The Board is responsible for ensuring that Duroc has good internal control and formalized procedures that safeguards the financial reporting, compliance with internal control, and that the company’s financial reporting has been prepared in accordance with law, applicable accounting standards and other requirements of listed companies.
Each year, the Board presents a description of the internal control and risk management with regards to financial reporting, evaluates the need for a dedicated internal audit function each year. The Board of Directors shall ensure that the company’s half-year or nine-month report is reviewed by the company’s auditor. At least once a year, the Board meets with the company’s auditor, without the presence of the CEO or other person from the company management.
Duroc’s Board of Directors has chosen not to designate a special audit committee, but considers it appropriate that the entire board fulfills the tasks of the Audit Committee.

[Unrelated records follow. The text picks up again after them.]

use crate::config::Config;
use crate::controller::{Controller, Intent};
use crate::question::QuestionBank;
use crate::session::{Mode, Phase, QuizSession};
use crate::storage::Storage;
use crossterm::event::{KeyCode, KeyEvent, KeyModifiers};
use std::time::Duration;

#[derive(Debug, Clone, Copy, PartialEq, Eq, strum_macros::Display)]
pub enum AppState {
    Menu,
    Instructions,
    Quiz,
    ConfirmSubmit,
    Results,
    LoadFailed,
}

#[derive(Debug, Clone, Copy, PartialEq, Eq)]
pub enum Action {
    Continue,
    Quit,
}

/// Screen state wrapped around the controller
pub struct App {
    pub state: AppState,
    pub controller: Controller<Box<dyn Storage>>,
    pub config: Config,
    pub load_error: Option<String>,
    /// Pending `g<number>` jump typed on the quiz screen
    pub jump_buffer: Option<String>,
    pub results_scroll: u16,
}

impl App {
    pub fn new(config: Config, session: QuizSession, storage: Box<dyn Storage>) -> Self {
        let (pool, load_error) = match QuestionBank::load(config.questions_path.as_deref()) {
            Ok(bank) => (bank.questions().to_vec(), None),
            Err(e) => {
                tracing::error!(error = %e, "question bank failed to load");
                (Vec::new(), Some(e.to_string()))
            }
        };
        let state = if load_error.is_some() {
            AppState::LoadFailed
        } else {
            AppState::Menu
        };

        Self {
            state,
            controller: Controller::new(pool, session, storage, &config),
            config,
            load_error,
            jump_buffer: None,
            results_scroll: 0,
        }
    }

    pub fn dark_mode(&self) -> bool {
        self.controller.preferences().dark_mode
    }

    pub fn session(&self) -> &QuizSession {
        self.controller.session()
    }

    /// Skips the menu straight into `mode`
    pub fn start(&mut self, mode: Mode) {
        if self.state == AppState::LoadFailed {
            return;
        }
        self.controller.enter(mode);
        self.jump_buffer = None;
        self.results_scroll = 0;
        self.state = match self.session().phase() {
            Phase::NotStarted if self.session().sequence().is_empty() => AppState::Menu,
            Phase::NotStarted => AppState::Instructions,
            Phase::InProgress => AppState::Quiz,
            Phase::Finished => AppState::Results,
        };
    }

    pub fn reload(&mut self) {
        match QuestionBank::load(self.config.questions_path.as_deref()) {
            Ok(bank) => {
                tracing::info!(count = bank.len(), "question bank reloaded");
                self.controller.set_pool(bank.questions().to_vec());
                self.load_error = None;
                self.state = AppState::Menu;
            }
            Err(e) => {
                tracing::error!(error = %e, "question bank reload failed");
                self.load_error = Some(e.to_string());
                self.state = AppState::LoadFailed;
            }
        }
    }

    pub fn on_tick(&mut self, elapsed: Duration) {
        self.controller.on_elapsed(elapsed);
        self.follow_session();
    }

    /// Persists whatever is in flight before the process exits
    pub fn shutdown(&mut self) {
        self.controller.shutdown();
    }

    pub fn handle_key(&mut self, key: KeyEvent) -> Action {
        if key.modifiers.contains(KeyModifiers::CONTROL) && key.code == KeyCode::Char('c') {
            return Action::Quit;
        }

        let action = match self.state {
            AppState::Menu => self.on_menu_key(key.code),
            AppState::Instructions => self.on_instructions_key(key.code),
            AppState::Quiz => self.on_quiz_key(key.code),
            AppState::ConfirmSubmit => self.on_confirm_key(key.code),
            AppState::Results => self.on_results_key(key.code),
            AppState::LoadFailed => self.on_load_failed_key(key.code),
        };
        self.follow_session();
        action
    }

    fn on_menu_key(&mut self, code: KeyCode) -> Action {
        match code {
            KeyCode::Char('1') | KeyCode::Char('p') => self.start(Mode::Practice),
            KeyCode::Char('2') | KeyCode::Char('m') => self.start(Mode::Mock),
            KeyCode::Char('d') => self.controller.dispatch(Intent::ToggleDarkMode),
            KeyCode::Char('q') | KeyCode::Esc => return Action::Quit,
            _ => {}
        }
        Action::Continue
    }

    fn on_instructions_key(&mut self, code: KeyCode) -> Action {
        match code {
            KeyCode::Enter | KeyCode::Char('s') => {
                self.controller.dispatch(Intent::Begin);
                if self.session().phase() == Phase::InProgress {
                    self.state = AppState::Quiz;
                }
            }
            KeyCode::Esc | KeyCode::Char('b') => self.state = AppState::Menu,
            KeyCode::Char('d') => self.controller.dispatch(Intent::ToggleDarkMode),
            _ => {}
        }
        Action::Continue
    }

    fn on_quiz_key(&mut self, code: KeyCode) -> Action {
        if let Some(buffer) = self.jump_buffer.as_mut() {
            match code {
                KeyCode::Char(c) if c.is_ascii_digit() => buffer.push(c),
                KeyCode::Backspace => {
                    buffer.pop();
                }
                KeyCode::Enter => {
                    if let Ok(n) = buffer.parse::<usize>() {
                        if n > 0 {
                            self.controller.dispatch(Intent::JumpTo(n - 1));
                        }
                    }
                    self.jump_buffer = None;
                }
                _ => self.jump_buffer = None,
            }
            return Action::Continue;
        }

        let mode = self.session().mode();
        match code {
            KeyCode::Char(c @ '1'..='9') => {
                let nth = c as usize - '1' as usize;
                let option = self
                    .session()
                    .current_question()
                    .and_then(|q| q.options.get(nth))
                    .cloned();
                if let Some(option) = option {
                    self.controller.dispatch(Intent::Select(option));
                }
            }
            KeyCode::Enter => {
                if self.session().is_confirmed() {
                    self.controller.dispatch(Intent::Next);
                } else {
                    self.controller.dispatch(Intent::Confirm);
                }
            }
            KeyCode::Right | KeyCode::Char('n') => self.controller.dispatch(Intent::Next),
            KeyCode::Left | KeyCode::Char('p') => self.controller.dispatch(Intent::Previous),
            KeyCode::Home => self.controller.dispatch(Intent::JumpTo(0)),
            KeyCode::End => {
                let last = self.session().sequence().len().saturating_sub(1);
                self.controller.dispatch(Intent::JumpTo(last));
            }
            KeyCode::Char('g') => self.jump_buffer = Some(String::new()),
            KeyCode::Char('c') => self.controller.dispatch(Intent::ClearSelection),
            KeyCode::Char('m') => self.controller.dispatch(Intent::ToggleMark),
            KeyCode::Char('e') => self.controller.dispatch(Intent::Reopen),
            KeyCode::Char('d') => self.controller.dispatch(Intent::ToggleDarkMode),
            KeyCode::Char('s') => match mode {
                Mode::Mock => self.state = AppState::ConfirmSubmit,
                Mode::Practice => self.controller.dispatch(Intent::Finish),
            },
            KeyCode::Char('r') if mode == Mode::Practice => {
                self.controller.dispatch(Intent::Restart)
            }
            KeyCode::Esc => {
                self.controller.shutdown();
                self.state = AppState::Menu;
            }
            _ => {}
        }
        Action::Continue
    }

    fn on_confirm_key(&mut self, code: KeyCode) -> Action {
        match code {
            KeyCode::Enter | KeyCode::Char('y') => self.controller.dispatch(Intent::Finish),
            KeyCode::Esc | KeyCode::Char('n') => self.state = AppState::Quiz,
            _ => {}
        }
        Action::Continue
    }

    fn on_results_key(&mut self, code: KeyCode) -> Action {
        match code {
            KeyCode::Char('r') => {
                self.controller.dispatch(Intent::Restart);
                self.results_scroll = 0;
                self.state = match self.session().phase() {
                    Phase::NotStarted => AppState::Instructions,
                    _ => AppState::Quiz,
                };
            }
            KeyCode::Up | KeyCode::Char('k') => {
                self.results_scroll = self.results_scroll.saturating_sub(1)
            }
            KeyCode::Down | KeyCode::Char('j') => {
                self.results_scroll = self.results_scroll.saturating_add(1)
            }
            KeyCode::Char('d') => self.controller.dispatch(Intent::ToggleDarkMode),
            KeyCode::Esc | KeyCode::Char('h') => self.state = AppState::Menu,
            KeyCode::Char('q') => return Action::Quit,
            _ => {}
        }
        Action::Continue
    }

    fn on_load_failed_key(&mut self, code: KeyCode) -> Action {
        match code {
            KeyCode::Char('r') | KeyCode::Enter => self.reload(),
            KeyCode::Char('q') | KeyCode::Esc => return Action::Quit,
            _ => {}
        }
        Action::Continue
    }

    /// Moves to the results screen whenever the session ends underneath us
    fn follow_session(&mut self) {
        let in_quiz = matches!(self.state, AppState::Quiz | AppState::ConfirmSubmit);
        if in_quiz && self.session().is_finished() {
            self.jump_buffer = None;
            self.results_scroll = 0;
            self.state = AppState::Results;
        }
    }
}
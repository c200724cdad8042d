use directories::ProjectDirs;
use std::path::PathBuf;

const APP_NAME: &str = "certquiz";

/// Centralized application directory resolution
pub struct AppDirs;

impl AppDirs {
    /// `$HOME/.local/state/certquiz`, or the platform local data dir without a HOME
    pub fn state_dir() -> Option<PathBuf> {
        if let Ok(home) = std::env::var("HOME") {
            Some(
                PathBuf::from(home)
                    .join(".local")
                    .join("state")
                    .join(APP_NAME),
            )
        } else {
            ProjectDirs::from("", "", APP_NAME).map(|pd| pd.data_local_dir().to_path_buf())
        }
    }

    pub fn db_path() -> Option<PathBuf> {
        Self::state_dir().map(|dir| dir.join("state.db"))
    }

    pub fn log_path() -> Option<PathBuf> {
        Self::state_dir().map(|dir| dir.join("certquiz.log"))
    }

    pub fn config_path() -> Option<PathBuf> {
        ProjectDirs::from("", "", APP_NAME).map(|pd| pd.config_dir().join("config.json"))
    }
}
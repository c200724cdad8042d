use std::fs::{self, OpenOptions};
use std::path::Path;
use std::sync::Mutex;
use tracing_subscriber::EnvFilter;

/// Environment variable holding the filter directives
pub const LOG_ENV: &str = "CERTQUIZ_LOG";

/// Routes tracing output to `path`, since the terminal belongs to the TUI.
///
/// Failure to set up logging is reported but never stops the quiz.
pub fn init(path: &Path) -> std::io::Result<()> {
    if let Some(parent) = path.parent() {
        fs::create_dir_all(parent)?;
    }
    let file = OpenOptions::new().create(true).append(true).open(path)?;

    let filter = EnvFilter::try_from_env(LOG_ENV).unwrap_or_else(|_| EnvFilter::new("info"));
    tracing_subscriber::fmt()
        .with_env_filter(filter)
        .with_target(false)
        .with_ansi(false)
        .with_writer(Mutex::new(file))
        .try_init()
        .map_err(|e| std::io::Error::other(e.to_string()))
}
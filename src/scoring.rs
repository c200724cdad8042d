use crate::question::Answer;
use serde::{Deserialize, Serialize};
use std::collections::BTreeSet;

/// Points a single confirmed answer can earn
#[derive(Debug, Clone, Copy, PartialEq, Eq, Serialize, Deserialize)]
pub enum Points {
    Zero,
    Half,
    Full,
}

impl Points {
    pub fn value(self) -> f64 {
        match self {
            Points::Zero => 0.0,
            Points::Half => 0.5,
            Points::Full => 1.0,
        }
    }

    pub fn is_full(self) -> bool {
        self == Points::Full
    }
}

/// Scores a submitted selection against the canonical answer.
///
/// Single-choice earns full points only for the exact option. Multi-select
/// earns full points for the exact set, half for a non-empty subset with no
/// wrong picks, and nothing otherwise.
pub fn score(selected: &BTreeSet<String>, answer: &Answer) -> Points {
    match answer {
        Answer::One(expected) => {
            if selected.len() == 1 && selected.contains(expected) {
                Points::Full
            } else {
                Points::Zero
            }
        }
        Answer::Many(expected) => {
            let correct = selected.iter().filter(|s| expected.contains(*s)).count();
            let incorrect = selected.len() - correct;

            match (correct, incorrect) {
                (c, 0) if c == expected.len() && c > 0 => Points::Full,
                (c, 0) if c > 0 => Points::Half,
                _ => Points::Zero,
            }
        }
    }
}
// Library surface shared by the binary and the integration tests.
pub mod app;
pub mod app_dirs;
pub mod config;
pub mod controller;
pub mod logging;
pub mod preferences;
pub mod question;
pub mod results;
pub mod runtime;
pub mod scheduler;
pub mod scoring;
pub mod session;
pub mod storage;
pub mod ui;
use ratatui::{
    buffer::Buffer,
    layout::{Constraint, Direction, Layout, Rect},
    style::{Modifier, Style},
    text::{Line, Span},
    widgets::{Paragraph, Widget, Wrap},
};
use unicode_width::UnicodeWidthStr;

use super::{format_clock, inner, screen::Screen, theme::Theme, LOW_TIME_WARNING_SECS};
use crate::app::App;
use crate::scoring::Points;
use crate::session::{GridStatus, Mode, QuizSession};

/// Width of a navigation grid cell below a thousand questions, e.g. ` 12* `
const GRID_CELL_WIDTH: usize = 5;

pub struct QuizScreen;

impl Screen for QuizScreen {
    fn render(&self, app: &App, theme: &Theme, area: Rect, buf: &mut Buffer) {
        let session = app.session();
        let Some(question) = session.current_question() else {
            return;
        };
        let area = inner(area);
        let grid = grid_lines(session, theme, area.width as usize);

        let chunks = Layout::default()
            .direction(Direction::Vertical)
            .constraints([
                Constraint::Length(1),                             // header
                Constraint::Length(1),                             // padding
                Constraint::Min(2),                                // question
                Constraint::Length(question.options.len() as u16), // options
                Constraint::Length(1),                             // padding
                Constraint::Length(2),                             // feedback
                Constraint::Length(grid.len() as u16),             // grid
                Constraint::Length(1),                             // legend
            ])
            .split(area);

        Paragraph::new(header(app, theme)).render(chunks[0], buf);

        let mut title = vec![Span::styled(question.question.clone(), theme.bold())];
        if question.is_multi() {
            title.push(Span::styled("  (select all that apply)", theme.dim()));
        }
        Paragraph::new(Line::from(title))
            .wrap(Wrap { trim: true })
            .render(chunks[2], buf);

        Paragraph::new(option_lines(session, theme)).render(chunks[3], buf);
        Paragraph::new(feedback_lines(session, theme))
            .wrap(Wrap { trim: true })
            .render(chunks[5], buf);
        Paragraph::new(grid).render(chunks[6], buf);
        Paragraph::new(Span::styled(legend(app), theme.legend())).render(chunks[7], buf);
    }
}

fn header(app: &App, theme: &Theme) -> Line<'static> {
    let session = app.session();
    let mut spans = vec![
        Span::styled(
            match session.mode() {
                Mode::Practice => "Practice",
                Mode::Mock => "Mock exam",
            },
            theme.title(),
        ),
        Span::styled(
            format!(
                "   Question {}/{}   Answered {}",
                session.current_index() + 1,
                session.sequence().len(),
                session.answered_count()
            ),
            theme.base(),
        ),
    ];

    if session.mode() == Mode::Practice {
        spans.push(Span::styled(
            format!("   Score {}", format_points(session.score())),
            theme.base(),
        ));
    }
    if let Some(left) = session.time_left() {
        let style = if left <= LOW_TIME_WARNING_SECS {
            theme.alert()
        } else {
            theme.bold()
        };
        spans.push(Span::styled(format!("   {}", format_clock(left)), style));
    }
    if let Some(q) = session.current_question() {
        if session.is_marked(&q.id) {
            spans.push(Span::styled("   [marked]", theme.bold().fg(theme.marked)));
        }
    }
    Line::from(spans)
}

fn option_lines(session: &QuizSession, theme: &Theme) -> Vec<Line<'static>> {
    let Some(question) = session.current_question() else {
        return Vec::new();
    };
    let reveal = session.is_confirmed() && session.mode() == Mode::Practice;

    question
        .options
        .iter()
        .enumerate()
        .map(|(i, option)| {
            let picked = session.selection().contains(option);
            let marker = match (question.is_multi(), picked) {
                (true, true) => "[x]",
                (true, false) => "[ ]",
                (false, true) => "(*)",
                (false, false) => "( )",
            };
            let style = match (reveal, question.is_correct_option(option), picked) {
                (true, true, _) => theme.good(),
                (true, false, true) => theme.bad(),
                (false, _, true) => theme.bold().fg(theme.accent),
                _ => theme.base(),
            };
            Line::from(Span::styled(format!("{marker} {}. {option}", i + 1), style))
        })
        .collect()
}

fn feedback_lines(session: &QuizSession, theme: &Theme) -> Vec<Line<'static>> {
    if session.needs_selection() {
        return vec![Line::from(Span::styled(
            "Select an answer before confirming.",
            theme.alert(),
        ))];
    }
    if let Some(left) = session.time_left() {
        if left <= LOW_TIME_WARNING_SECS && session.mode() == Mode::Mock {
            return vec![Line::from(Span::styled(
                format!("Less than 5 minutes left: {}", format_clock(left)),
                theme.alert(),
            ))];
        }
    }
    if session.mode() != Mode::Practice || !session.is_confirmed() {
        return Vec::new();
    }

    let (Some(question), Some(record)) = (
        session.current_question(),
        session.recorded(session.current_index()),
    ) else {
        return Vec::new();
    };
    let verdict = match record.points {
        Points::Full => Span::styled("Correct! +1", theme.good()),
        Points::Half => Span::styled("Partially correct. +0.5", theme.alert()),
        Points::Zero => Span::styled("Incorrect. +0", theme.bad()),
    };
    let mut lines = vec![Line::from(verdict)];
    if !record.fully_correct {
        lines.push(Line::from(Span::styled(
            format!("Correct answer: {}", question.answer.display()),
            theme.base(),
        )));
    }
    lines
}

fn grid_lines(session: &QuizSession, theme: &Theme, width: usize) -> Vec<Line<'static>> {
    let cells: Vec<Span<'static>> = session
        .sequence()
        .iter()
        .enumerate()
        .map(|(i, q)| {
            let mark = if session.is_marked(&q.id) { "*" } else { " " };
            let label = format!("{:>3}{mark} ", i + 1);

            let mut style = match session.grid_status(i) {
                GridStatus::Unattempted => theme.dim(),
                GridStatus::Correct => theme.good(),
                GridStatus::Incorrect => theme.bad(),
                GridStatus::Attempted => theme.bold().fg(theme.accent),
            };
            if i == session.current_index() {
                style = style.patch(Style::default().add_modifier(Modifier::REVERSED));
            }
            Span::styled(label, style)
        })
        .collect();

    let cell_width = cells
        .iter()
        .map(|c| c.content.width())
        .max()
        .unwrap_or(GRID_CELL_WIDTH);
    let per_row = (width / cell_width.max(1)).max(1);

    cells
        .chunks(per_row)
        .map(|row| Line::from(row.to_vec()))
        .collect()
}

fn legend(app: &App) -> String {
    if let Some(buffer) = &app.jump_buffer {
        return format!("go to question: {buffer}_  (enter) jump / (esc) cancel");
    }
    match app.session().mode() {
        Mode::Practice => {
            "(1-9) pick / (enter) confirm / (n)ext (p)rev / (g)o to / (m)ark / (e)dit / (c)lear / (r)estart / (s)ubmit / (esc) menu"
                .to_string()
        }
        Mode::Mock => {
            "(1-9) pick / (enter) confirm / (n)ext (p)rev / (g)o to / (m)ark / (c)lear / (s)ubmit / (esc) menu"
                .to_string()
        }
    }
}

/// Whole scores print without a fraction
pub fn format_points(score: f64) -> String {
    if score.fract() == 0.0 {
        format!("{score:.0}")
    } else {
        format!("{score:.1}")
    }
}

The Audit Committee’s main task is to monitor the company’s financial reporting, monitor the effectiveness of the company’s internal control, internal audit and risk management, keep an eye on the audit of the annual report and consolidated accounts, review and monitor the auditor’s impartiality and independence, paying particular attention to whether the auditor provides the company with services other than audit services, and assist in the preparation of proposals for the AGM’s decision on auditor’s election.
Auditors are elected by the AGM. The auditor reviews Duroc AB’s annual reports, consolidated accounts and bookkeeping, as well as the administration of the Board of Directors and the Managing Director. The auditor’s fee is determined by the AGM.
The 2018 Annual General Meeting resolved to re-elect PriceWaterhouseCoopers AB as auditing company, with Aleksander Lyckow as Chief Accountant.